- [Brief]
Scan the records and identify every line in which the string "send" occurs, then return those lines.

Saved entries:
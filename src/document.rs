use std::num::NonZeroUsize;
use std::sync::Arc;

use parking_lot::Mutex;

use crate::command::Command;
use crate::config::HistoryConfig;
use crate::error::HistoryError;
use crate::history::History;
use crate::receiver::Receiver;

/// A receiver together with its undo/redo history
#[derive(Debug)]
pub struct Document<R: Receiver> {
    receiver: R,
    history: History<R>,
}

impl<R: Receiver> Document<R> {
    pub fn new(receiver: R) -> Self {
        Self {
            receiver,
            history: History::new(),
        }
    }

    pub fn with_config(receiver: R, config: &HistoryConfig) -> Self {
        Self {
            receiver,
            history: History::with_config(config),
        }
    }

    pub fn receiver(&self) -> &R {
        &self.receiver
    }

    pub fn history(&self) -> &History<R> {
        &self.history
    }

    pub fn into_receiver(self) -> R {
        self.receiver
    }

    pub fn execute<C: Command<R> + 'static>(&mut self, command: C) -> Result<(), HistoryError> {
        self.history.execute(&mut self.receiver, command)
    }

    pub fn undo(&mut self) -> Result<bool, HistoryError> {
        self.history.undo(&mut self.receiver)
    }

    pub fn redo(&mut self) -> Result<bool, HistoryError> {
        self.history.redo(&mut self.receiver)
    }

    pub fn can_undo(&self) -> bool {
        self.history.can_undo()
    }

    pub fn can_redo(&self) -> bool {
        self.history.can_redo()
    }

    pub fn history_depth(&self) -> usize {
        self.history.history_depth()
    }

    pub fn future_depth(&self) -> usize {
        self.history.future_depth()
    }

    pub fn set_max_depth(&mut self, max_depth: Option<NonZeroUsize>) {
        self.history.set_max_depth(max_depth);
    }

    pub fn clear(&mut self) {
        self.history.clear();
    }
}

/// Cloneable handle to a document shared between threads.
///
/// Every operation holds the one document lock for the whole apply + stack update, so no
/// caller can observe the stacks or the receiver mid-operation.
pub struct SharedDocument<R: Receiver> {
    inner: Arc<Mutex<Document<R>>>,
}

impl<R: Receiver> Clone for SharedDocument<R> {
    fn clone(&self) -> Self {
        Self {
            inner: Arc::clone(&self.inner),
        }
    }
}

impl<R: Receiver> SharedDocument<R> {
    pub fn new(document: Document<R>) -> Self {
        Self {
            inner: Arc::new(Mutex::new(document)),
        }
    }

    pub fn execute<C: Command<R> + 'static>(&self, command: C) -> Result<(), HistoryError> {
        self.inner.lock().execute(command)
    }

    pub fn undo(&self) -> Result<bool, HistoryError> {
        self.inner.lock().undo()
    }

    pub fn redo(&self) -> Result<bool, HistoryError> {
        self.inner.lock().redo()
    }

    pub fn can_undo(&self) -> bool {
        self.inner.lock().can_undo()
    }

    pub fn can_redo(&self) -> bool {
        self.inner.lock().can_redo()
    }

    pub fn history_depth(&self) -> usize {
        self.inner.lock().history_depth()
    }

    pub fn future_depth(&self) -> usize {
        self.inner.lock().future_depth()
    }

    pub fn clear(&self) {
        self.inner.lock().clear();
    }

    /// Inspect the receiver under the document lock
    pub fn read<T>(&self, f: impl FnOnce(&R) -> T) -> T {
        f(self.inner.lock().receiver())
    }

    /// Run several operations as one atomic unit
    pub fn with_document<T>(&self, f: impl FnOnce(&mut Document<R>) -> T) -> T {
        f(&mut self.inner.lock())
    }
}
...
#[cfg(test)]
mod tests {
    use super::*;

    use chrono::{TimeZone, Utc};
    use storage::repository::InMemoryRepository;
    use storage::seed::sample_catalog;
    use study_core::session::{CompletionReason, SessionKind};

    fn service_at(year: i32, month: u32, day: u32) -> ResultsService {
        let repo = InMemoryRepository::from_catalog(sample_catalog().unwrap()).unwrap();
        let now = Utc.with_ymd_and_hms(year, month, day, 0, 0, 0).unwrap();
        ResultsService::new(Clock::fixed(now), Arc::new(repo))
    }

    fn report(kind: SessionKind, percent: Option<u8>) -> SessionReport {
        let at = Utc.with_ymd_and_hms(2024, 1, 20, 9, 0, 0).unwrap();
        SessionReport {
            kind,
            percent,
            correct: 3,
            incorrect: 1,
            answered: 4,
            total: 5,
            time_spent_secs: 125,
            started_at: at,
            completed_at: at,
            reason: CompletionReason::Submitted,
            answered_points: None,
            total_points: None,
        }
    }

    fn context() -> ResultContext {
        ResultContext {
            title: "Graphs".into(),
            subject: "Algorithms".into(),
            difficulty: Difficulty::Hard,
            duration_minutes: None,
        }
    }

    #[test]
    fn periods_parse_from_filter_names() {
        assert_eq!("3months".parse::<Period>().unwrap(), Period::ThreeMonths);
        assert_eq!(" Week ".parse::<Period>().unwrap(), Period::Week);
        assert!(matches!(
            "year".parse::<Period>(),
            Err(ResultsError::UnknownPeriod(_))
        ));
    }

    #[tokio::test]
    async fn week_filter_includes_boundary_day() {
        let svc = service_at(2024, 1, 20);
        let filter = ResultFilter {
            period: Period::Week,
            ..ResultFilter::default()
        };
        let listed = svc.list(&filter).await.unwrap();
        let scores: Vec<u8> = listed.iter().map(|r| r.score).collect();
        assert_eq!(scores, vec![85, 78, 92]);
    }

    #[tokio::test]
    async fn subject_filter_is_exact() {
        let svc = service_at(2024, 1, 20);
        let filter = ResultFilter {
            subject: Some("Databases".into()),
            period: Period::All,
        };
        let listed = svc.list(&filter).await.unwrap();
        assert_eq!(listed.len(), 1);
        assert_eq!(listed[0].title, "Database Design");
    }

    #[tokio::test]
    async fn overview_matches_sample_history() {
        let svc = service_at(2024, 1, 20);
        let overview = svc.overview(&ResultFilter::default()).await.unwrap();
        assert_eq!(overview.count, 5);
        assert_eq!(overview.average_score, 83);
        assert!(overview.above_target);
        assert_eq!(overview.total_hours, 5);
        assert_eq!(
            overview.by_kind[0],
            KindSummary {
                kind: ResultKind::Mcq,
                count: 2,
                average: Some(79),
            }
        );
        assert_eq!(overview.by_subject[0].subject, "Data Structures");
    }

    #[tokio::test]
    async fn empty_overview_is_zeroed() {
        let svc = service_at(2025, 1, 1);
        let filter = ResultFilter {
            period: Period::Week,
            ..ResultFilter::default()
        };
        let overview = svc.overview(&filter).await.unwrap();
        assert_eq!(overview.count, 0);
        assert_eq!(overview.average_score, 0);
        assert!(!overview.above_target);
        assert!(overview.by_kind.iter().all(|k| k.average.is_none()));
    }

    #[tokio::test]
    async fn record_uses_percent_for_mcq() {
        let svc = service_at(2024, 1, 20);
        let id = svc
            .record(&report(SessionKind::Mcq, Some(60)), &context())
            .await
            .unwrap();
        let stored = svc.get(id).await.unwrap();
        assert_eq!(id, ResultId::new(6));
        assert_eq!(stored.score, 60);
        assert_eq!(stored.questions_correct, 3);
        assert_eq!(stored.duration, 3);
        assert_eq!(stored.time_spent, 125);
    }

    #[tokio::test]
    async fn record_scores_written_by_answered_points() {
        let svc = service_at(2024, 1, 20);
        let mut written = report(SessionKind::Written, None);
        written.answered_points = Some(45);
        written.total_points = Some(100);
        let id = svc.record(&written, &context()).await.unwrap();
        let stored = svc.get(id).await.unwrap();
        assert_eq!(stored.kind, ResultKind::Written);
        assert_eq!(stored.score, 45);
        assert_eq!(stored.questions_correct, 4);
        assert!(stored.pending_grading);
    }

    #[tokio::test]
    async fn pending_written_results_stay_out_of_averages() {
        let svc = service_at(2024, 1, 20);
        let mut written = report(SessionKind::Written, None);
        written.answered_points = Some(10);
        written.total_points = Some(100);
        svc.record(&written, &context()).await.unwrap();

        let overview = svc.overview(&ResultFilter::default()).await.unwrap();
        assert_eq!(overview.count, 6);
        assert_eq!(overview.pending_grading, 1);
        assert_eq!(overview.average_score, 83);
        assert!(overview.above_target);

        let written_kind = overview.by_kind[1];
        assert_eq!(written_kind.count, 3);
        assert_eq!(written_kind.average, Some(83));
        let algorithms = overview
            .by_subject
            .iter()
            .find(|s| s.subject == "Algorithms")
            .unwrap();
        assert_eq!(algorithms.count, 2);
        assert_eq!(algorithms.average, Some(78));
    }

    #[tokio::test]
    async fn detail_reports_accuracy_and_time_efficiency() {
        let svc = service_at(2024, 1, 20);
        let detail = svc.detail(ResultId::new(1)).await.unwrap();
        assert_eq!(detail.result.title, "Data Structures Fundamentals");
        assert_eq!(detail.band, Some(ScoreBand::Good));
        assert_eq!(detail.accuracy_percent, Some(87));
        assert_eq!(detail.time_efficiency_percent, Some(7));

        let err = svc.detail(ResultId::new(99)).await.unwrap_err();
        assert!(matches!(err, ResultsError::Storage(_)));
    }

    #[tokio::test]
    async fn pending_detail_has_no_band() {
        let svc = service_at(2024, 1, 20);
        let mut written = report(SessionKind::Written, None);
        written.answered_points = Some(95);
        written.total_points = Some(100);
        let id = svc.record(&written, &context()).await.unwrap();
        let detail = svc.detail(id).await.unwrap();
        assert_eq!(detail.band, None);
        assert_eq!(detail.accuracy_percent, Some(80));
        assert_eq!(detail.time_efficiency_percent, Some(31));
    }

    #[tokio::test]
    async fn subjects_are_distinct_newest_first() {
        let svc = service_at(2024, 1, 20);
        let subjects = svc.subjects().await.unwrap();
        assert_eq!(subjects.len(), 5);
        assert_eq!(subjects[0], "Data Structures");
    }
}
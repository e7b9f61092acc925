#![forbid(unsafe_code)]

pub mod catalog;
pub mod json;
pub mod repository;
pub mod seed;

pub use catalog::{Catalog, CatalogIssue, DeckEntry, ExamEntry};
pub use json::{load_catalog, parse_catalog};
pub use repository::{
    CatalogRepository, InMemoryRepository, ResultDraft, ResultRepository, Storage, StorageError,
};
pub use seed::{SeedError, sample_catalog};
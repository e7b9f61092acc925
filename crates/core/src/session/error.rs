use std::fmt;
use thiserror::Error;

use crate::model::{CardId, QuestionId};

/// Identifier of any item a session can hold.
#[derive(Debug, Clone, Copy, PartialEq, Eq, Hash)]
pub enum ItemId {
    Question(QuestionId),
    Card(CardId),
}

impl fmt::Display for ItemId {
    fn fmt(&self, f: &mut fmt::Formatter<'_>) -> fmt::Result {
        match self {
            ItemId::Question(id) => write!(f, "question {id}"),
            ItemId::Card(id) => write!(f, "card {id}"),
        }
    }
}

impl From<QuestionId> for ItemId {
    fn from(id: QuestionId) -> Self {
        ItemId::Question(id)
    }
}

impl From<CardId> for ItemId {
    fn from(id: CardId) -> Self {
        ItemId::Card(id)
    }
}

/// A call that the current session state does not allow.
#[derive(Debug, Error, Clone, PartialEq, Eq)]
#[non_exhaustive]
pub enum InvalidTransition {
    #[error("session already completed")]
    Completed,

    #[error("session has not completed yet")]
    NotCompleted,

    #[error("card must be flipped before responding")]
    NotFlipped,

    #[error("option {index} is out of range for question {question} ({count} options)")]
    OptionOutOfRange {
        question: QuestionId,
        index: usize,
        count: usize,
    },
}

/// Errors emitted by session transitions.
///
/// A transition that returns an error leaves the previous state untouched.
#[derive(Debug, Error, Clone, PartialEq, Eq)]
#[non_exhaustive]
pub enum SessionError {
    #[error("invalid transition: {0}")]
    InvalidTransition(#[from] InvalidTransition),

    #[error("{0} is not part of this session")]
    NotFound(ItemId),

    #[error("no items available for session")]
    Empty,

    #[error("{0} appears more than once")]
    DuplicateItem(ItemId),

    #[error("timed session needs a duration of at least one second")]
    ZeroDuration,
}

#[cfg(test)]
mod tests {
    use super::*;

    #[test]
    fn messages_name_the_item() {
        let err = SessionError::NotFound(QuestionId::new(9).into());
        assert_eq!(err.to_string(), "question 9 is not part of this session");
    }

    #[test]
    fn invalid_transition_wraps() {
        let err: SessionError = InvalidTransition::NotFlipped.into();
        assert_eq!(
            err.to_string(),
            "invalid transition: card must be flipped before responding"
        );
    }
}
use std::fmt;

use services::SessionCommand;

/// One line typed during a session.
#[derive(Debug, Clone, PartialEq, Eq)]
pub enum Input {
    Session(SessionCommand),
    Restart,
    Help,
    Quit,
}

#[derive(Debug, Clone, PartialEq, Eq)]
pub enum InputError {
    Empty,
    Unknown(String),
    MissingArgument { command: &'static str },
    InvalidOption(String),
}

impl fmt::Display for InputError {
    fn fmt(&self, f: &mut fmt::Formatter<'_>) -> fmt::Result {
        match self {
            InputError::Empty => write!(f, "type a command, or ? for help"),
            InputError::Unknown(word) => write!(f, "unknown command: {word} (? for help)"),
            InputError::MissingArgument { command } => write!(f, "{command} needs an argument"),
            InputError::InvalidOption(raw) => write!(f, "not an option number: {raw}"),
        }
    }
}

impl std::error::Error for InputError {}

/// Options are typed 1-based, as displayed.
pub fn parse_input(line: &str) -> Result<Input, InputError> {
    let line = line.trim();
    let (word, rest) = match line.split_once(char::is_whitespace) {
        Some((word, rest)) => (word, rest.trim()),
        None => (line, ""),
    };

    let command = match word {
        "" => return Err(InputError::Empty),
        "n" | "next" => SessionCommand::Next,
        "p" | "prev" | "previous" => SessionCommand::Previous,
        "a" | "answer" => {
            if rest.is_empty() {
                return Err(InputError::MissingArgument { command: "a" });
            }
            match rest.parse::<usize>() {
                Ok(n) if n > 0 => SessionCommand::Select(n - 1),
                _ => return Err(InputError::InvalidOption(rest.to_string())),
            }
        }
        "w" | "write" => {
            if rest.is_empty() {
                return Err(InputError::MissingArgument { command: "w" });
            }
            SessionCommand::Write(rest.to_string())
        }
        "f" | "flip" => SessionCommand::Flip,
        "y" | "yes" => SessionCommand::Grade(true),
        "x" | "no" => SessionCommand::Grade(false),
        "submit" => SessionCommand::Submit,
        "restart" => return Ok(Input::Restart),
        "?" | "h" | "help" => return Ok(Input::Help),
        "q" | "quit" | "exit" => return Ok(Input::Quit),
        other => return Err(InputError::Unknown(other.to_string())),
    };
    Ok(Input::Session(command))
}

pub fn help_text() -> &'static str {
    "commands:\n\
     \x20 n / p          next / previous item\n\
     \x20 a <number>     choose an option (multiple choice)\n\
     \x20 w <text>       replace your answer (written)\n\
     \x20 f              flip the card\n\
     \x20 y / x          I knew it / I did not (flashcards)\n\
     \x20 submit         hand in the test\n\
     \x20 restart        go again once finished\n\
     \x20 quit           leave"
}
--
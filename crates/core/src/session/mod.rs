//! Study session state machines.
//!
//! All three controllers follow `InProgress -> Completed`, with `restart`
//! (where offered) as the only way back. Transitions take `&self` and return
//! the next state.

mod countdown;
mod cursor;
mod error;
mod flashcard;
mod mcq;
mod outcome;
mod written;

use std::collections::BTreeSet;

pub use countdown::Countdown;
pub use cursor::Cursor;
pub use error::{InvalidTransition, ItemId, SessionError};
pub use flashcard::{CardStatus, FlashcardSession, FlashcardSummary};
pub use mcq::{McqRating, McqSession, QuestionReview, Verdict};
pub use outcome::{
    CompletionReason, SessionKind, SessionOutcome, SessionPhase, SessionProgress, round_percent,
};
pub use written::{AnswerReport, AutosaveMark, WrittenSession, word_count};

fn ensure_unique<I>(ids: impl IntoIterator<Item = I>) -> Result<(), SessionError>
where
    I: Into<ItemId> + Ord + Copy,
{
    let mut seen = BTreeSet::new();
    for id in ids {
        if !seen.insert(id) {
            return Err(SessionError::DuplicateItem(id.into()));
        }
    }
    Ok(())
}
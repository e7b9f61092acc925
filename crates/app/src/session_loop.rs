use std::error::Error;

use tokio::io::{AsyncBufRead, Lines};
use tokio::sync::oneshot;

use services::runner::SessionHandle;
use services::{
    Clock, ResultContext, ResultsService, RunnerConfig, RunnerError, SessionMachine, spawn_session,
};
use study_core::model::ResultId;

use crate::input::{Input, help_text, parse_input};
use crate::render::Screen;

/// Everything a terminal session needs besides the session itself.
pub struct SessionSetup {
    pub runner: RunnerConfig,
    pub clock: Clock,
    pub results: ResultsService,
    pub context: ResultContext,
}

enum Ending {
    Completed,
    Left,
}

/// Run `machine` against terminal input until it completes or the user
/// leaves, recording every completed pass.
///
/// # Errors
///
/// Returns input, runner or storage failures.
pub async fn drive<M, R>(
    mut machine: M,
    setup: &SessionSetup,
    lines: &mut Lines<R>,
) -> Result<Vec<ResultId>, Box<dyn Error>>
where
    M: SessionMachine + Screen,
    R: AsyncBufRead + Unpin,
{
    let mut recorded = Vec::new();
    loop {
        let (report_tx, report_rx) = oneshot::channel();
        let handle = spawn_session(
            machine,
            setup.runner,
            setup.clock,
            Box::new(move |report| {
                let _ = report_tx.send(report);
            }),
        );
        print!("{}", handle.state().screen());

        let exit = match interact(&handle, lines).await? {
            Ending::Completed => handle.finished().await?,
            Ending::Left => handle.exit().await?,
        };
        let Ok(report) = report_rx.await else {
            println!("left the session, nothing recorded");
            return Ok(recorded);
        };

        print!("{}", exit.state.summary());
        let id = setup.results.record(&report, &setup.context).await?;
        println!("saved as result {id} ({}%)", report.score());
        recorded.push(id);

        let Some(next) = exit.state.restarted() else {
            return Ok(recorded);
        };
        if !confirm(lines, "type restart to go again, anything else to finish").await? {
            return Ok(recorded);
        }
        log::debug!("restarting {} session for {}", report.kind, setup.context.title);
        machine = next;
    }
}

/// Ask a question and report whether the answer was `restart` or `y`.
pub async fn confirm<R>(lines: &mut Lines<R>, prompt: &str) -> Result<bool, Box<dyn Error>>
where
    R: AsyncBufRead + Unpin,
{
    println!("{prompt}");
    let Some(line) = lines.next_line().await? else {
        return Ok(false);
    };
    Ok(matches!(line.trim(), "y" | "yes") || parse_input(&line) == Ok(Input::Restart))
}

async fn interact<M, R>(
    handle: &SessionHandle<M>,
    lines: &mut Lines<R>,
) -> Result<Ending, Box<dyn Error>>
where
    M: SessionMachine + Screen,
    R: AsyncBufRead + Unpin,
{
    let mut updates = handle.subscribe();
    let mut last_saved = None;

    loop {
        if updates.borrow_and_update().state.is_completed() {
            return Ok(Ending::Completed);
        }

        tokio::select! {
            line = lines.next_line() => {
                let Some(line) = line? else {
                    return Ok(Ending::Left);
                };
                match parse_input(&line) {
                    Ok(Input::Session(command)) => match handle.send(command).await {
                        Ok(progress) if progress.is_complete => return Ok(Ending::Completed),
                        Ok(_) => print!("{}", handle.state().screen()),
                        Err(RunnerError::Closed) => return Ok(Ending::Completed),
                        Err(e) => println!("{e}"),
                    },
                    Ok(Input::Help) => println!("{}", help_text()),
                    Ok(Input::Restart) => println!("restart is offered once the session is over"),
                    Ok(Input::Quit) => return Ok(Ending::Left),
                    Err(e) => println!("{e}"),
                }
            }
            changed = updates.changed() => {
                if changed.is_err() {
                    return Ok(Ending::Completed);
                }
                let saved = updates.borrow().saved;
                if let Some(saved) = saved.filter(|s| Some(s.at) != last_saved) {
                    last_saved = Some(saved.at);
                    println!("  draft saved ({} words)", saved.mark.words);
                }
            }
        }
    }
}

- [Written response]
                let _ = report_tx.send(report);
                    Ok(Input::Session(command)) => match handle.send(command).await {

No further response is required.